First I update the newly launched Linux server and install the necessary linux packages for Postgres and the WAL-E dependencies.
sudo yum update -y
Installing Postgres (see link below for instructions on installing on Ubuntu / Centos).
sudo amazon-linux-extras install epel -y sudo amazon-linux-extras install postgresql11 -y sudo yum install postgresql-server postgresql-contrib -y
For instructions specific to installing PostgreSQL on Ubuntu and CentOS see my earlier article here on The Coding Interface, Developer's Guide to PostgreSQL on Linux: Installation
Install Python3 and PIP as well as WAL-E and the very useful envdir for working with file based environment variables.
sudo yum install python3 lzop pv -y curl https://bootstrap.pypa.io/get-pip.py -o get-pip.py sudo python3 get-pip.py sudo python3 -m pip install envdir sudo python3 -m pip install wal-e[aws]
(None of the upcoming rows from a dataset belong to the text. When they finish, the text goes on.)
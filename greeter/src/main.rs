//! # Greeter Client Entry Point
//!
//! 1. **Initialization**: Parses command-line arguments using [`cli::Cli`].
//! 2. **Call**: Connects to the server, sends one `SayHello` and releases the connection.
//! 3. **Presentation**: Prints the greeting to standard output, or the error to standard error.

mod cli;
mod formatter;

use clap::Parser;
use cli::Cli;
use formatter::{FormattedString, greeting_line};
use greeter_core::blocking;
use std::process;
use tracing_subscriber::EnvFilter;

fn main() {
    tracing_subscriber::fmt()
        .with_env_filter(
            EnvFilter::try_from_default_env()
                .unwrap_or_else(|_| "greeter_client=info,greeter_core=info".into()),
        )
        .with_writer(std::io::stderr)
        .init();

    let args = Cli::parse();
    let options = args.connect_options();

    tracing::debug!(address = %args.address, name = %args.name, "sending greeting");

    match blocking::say_hello_once(&args.address, &args.name, options) {
        Ok(message) => println!("{}", greeting_line(&message)),
        Err(err) => {
            eprintln!("{}", FormattedString::from(err));
            process::exit(1);
        }
    }
}
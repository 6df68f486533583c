//! Wallet and withdrawal ledger for the book-lending platform.
//!
//! Owners earn a share of each lending fee; the platform keeps a commission.
//! Users request withdrawals of their pending earnings and an admin approves
//! or rejects each request. Every balance change is a ledger entry, and every
//! wallet mutation happens under a row lock together with its entry.
//!
//! The HTTP surface lives in [`routes`]; [`store`] holds the Postgres and
//! in-memory backends.

pub mod config;
pub mod controllers;
pub mod error;
pub mod middleware;
pub mod models;
pub mod routes;
pub mod services;
pub mod state;
pub mod store;
pub mod utils;

pub use routes::app;
pub use state::AppState;
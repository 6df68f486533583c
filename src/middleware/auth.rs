use axum::{
    body::Body,
    extract::State,
    http::{header::AUTHORIZATION, Request},
    middleware::Next,
    response::Response,
};
use uuid::Uuid;

use crate::{
    error::AppError, models::auth::AuthPayload, state::AppState, utils::auth_token::decode_token,
};

/// Requires a valid Bearer token and injects the caller's [`AuthPayload`].
pub async fn protect(
    State(state): State<AppState>,
    mut req: Request<Body>,
    next: Next,
) -> Result<Response, AppError> {
    let token = req
        .headers()
        .get(AUTHORIZATION)
        .and_then(|value| value.to_str().ok())
        .and_then(|header| header.strip_prefix("Bearer "))
        .map(str::trim)
        .filter(|token| !token.is_empty())
        .ok_or(AppError::MissingToken)?;

    let claims = decode_token(&state.config.jwt_secret, token)?;
    let user_id = Uuid::parse_str(&claims.sub).map_err(|_| AppError::InvalidToken)?;

    req.extensions_mut().insert(AuthPayload {
        user_id,
        email: claims.email,
        role: claims.role,
    });
    Ok(next.run(req).await)
}

/// Must run inside `protect`.
pub async fn require_admin(req: Request<Body>, next: Next) -> Result<Response, AppError> {
    let is_admin = req
        .extensions()
        .get::<AuthPayload>()
        .is_some_and(AuthPayload::is_admin);

    if !is_admin {
        return Err(AppError::Forbidden);
    }
    Ok(next.run(req).await)
}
Initialize, start and enable Postgres.
sudo su - # become root user su - postgres pg_ctl init exit systemctl start postgresql systemctl enable postgresql
Create a Postgres user and database for interacting with the master source database.
su - postgres createuser -e -l --pwprompt pguser createdb -e --owner=pguser pgdb
Create some functions and stored procedures for generating test data to work with in the replication process.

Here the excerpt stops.